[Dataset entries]

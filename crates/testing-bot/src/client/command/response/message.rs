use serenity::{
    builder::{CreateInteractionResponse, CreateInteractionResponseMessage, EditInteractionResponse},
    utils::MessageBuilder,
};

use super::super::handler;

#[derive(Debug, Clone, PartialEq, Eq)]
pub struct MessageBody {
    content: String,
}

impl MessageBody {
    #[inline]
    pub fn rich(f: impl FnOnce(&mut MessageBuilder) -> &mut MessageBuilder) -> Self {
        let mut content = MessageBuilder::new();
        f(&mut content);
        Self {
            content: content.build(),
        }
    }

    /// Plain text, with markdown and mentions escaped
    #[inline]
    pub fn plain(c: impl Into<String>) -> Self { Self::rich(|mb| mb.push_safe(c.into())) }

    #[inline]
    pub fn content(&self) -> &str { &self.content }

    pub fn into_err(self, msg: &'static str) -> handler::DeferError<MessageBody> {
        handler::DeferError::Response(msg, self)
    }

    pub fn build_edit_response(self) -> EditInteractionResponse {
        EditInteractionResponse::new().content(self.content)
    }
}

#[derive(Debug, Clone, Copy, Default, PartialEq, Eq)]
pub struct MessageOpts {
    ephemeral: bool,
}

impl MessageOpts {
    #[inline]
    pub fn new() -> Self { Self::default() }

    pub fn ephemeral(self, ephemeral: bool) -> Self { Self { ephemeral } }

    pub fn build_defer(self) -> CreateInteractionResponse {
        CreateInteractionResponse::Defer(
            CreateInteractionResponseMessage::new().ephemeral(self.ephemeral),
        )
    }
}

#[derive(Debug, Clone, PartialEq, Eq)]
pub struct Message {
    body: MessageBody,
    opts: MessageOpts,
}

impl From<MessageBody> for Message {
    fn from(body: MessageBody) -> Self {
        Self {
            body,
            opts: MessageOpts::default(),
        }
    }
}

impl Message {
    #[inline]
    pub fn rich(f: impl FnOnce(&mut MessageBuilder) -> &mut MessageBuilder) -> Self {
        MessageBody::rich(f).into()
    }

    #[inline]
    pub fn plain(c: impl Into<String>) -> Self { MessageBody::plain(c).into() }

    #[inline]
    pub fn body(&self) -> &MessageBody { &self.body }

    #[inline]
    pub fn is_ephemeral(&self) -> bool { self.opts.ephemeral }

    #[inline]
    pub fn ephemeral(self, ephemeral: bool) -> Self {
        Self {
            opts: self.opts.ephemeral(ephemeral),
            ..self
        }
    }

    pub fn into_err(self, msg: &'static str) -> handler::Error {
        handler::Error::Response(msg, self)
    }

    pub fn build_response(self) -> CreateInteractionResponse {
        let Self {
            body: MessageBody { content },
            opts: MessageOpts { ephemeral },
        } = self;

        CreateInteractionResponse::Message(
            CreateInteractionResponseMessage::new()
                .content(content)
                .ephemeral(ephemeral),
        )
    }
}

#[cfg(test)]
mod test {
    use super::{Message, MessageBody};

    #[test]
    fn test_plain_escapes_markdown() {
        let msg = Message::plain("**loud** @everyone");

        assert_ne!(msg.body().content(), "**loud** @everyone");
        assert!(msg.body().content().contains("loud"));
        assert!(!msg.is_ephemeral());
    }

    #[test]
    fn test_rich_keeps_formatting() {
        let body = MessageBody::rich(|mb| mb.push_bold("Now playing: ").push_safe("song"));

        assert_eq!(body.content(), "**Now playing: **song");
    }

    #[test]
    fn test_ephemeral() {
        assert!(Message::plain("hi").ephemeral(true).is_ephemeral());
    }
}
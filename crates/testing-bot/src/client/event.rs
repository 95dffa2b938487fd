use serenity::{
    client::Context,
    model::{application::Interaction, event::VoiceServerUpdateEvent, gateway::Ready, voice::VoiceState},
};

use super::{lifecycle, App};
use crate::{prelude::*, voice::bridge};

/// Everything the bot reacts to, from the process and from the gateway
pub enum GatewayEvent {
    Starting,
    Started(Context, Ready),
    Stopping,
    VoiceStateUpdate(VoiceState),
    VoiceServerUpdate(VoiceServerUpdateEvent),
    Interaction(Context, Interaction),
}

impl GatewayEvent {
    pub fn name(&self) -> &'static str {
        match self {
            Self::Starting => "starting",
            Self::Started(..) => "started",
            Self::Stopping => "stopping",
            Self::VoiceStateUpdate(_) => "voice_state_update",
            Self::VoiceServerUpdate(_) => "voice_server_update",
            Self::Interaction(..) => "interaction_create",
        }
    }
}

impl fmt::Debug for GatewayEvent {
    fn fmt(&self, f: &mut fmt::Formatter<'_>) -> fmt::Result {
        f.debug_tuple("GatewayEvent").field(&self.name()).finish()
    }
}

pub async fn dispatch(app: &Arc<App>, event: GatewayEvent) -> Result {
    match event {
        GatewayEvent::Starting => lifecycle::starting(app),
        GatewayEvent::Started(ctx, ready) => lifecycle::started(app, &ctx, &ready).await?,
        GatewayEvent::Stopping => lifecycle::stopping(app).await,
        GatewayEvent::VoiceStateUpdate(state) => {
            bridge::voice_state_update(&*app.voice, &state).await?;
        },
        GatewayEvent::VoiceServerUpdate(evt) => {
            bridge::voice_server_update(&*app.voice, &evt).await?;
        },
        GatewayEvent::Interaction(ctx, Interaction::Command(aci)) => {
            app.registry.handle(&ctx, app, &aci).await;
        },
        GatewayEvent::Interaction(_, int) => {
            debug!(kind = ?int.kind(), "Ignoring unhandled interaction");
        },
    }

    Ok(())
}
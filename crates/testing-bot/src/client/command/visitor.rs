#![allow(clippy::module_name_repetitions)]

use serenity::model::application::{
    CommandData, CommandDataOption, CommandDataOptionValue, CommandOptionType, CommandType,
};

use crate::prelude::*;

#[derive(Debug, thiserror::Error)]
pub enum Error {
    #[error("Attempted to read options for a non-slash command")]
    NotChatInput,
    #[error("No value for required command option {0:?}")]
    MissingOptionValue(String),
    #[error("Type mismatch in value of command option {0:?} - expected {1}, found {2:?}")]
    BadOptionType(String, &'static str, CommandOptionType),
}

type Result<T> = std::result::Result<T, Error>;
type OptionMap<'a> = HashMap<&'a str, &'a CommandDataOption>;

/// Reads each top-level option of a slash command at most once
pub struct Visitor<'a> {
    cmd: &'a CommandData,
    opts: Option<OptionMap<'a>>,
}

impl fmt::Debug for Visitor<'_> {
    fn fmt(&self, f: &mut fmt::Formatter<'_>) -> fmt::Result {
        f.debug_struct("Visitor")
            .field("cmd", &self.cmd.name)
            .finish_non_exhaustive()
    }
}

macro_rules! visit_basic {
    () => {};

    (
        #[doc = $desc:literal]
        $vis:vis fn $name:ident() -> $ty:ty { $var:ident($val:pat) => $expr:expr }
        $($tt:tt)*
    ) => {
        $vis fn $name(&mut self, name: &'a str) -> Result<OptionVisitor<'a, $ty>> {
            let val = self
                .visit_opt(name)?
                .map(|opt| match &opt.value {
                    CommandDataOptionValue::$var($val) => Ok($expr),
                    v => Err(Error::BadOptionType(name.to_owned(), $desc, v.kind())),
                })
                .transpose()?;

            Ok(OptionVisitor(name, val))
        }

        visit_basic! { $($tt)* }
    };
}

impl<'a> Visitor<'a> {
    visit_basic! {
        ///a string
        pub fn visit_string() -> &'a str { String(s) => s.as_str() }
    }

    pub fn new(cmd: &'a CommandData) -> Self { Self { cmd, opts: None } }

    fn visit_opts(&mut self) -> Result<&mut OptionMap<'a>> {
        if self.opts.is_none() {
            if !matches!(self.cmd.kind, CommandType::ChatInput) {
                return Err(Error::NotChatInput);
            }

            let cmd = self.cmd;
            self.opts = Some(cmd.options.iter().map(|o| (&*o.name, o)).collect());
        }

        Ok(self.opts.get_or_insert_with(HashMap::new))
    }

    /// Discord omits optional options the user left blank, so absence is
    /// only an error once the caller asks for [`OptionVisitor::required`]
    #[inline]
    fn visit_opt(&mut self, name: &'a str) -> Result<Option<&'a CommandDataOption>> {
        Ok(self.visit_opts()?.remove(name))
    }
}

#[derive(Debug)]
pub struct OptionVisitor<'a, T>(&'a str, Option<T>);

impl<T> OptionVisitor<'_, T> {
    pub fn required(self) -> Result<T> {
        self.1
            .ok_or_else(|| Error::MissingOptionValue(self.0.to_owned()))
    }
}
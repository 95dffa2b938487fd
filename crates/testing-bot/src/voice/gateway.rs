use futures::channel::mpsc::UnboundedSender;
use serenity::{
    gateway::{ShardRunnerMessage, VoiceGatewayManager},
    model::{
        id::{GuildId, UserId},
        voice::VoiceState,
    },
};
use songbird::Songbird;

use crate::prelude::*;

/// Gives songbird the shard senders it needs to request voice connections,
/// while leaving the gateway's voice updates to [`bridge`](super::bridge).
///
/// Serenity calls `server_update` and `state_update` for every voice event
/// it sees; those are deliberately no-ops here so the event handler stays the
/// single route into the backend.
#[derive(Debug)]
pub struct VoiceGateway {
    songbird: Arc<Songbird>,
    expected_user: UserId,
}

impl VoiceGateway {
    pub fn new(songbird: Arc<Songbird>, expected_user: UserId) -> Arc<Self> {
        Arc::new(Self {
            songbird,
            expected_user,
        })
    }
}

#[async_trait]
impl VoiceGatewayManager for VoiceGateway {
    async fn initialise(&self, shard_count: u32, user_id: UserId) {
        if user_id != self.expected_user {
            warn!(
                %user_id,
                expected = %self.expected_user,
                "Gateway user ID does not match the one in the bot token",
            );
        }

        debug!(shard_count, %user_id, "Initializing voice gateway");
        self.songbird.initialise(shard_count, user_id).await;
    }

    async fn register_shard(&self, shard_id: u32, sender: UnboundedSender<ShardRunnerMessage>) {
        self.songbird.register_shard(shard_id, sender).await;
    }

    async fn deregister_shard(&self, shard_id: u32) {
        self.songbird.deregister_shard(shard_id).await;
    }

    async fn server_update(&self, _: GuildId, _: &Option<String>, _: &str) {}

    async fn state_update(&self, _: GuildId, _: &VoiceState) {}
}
--
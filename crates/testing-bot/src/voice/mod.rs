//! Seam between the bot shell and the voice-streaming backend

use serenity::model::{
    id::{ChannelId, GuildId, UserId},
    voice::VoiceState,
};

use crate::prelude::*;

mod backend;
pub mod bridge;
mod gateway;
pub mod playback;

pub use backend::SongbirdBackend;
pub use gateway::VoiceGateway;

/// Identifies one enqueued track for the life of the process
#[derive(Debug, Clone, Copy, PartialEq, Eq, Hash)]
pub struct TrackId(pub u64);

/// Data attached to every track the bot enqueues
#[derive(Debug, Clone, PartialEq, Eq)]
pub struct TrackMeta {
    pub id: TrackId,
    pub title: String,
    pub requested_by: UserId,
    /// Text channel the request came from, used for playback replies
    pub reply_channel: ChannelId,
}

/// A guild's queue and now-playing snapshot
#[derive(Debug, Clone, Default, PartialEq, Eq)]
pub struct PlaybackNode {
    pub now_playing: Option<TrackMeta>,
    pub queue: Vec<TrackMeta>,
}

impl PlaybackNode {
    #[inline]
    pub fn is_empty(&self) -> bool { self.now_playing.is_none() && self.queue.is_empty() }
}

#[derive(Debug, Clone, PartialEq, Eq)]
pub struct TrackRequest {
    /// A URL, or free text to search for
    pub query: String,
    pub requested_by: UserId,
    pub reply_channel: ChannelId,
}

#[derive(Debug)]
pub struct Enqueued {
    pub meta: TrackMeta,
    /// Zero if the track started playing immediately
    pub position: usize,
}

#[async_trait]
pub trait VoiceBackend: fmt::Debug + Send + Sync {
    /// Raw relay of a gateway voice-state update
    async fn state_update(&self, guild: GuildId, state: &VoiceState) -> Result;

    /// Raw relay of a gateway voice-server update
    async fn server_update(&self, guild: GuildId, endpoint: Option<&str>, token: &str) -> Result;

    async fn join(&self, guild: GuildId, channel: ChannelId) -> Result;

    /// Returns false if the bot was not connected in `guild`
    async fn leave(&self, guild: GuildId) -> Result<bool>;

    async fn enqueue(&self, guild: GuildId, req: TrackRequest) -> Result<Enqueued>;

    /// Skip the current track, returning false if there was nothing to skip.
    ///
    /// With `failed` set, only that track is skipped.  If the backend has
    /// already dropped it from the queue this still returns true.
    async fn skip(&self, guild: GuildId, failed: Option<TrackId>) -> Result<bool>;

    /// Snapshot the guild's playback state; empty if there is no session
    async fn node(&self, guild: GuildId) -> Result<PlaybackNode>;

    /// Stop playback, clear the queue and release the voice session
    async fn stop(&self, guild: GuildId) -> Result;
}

# Action item
From the data above, report how many lines hold the word "true", answering with the number by itself.

# The answer
2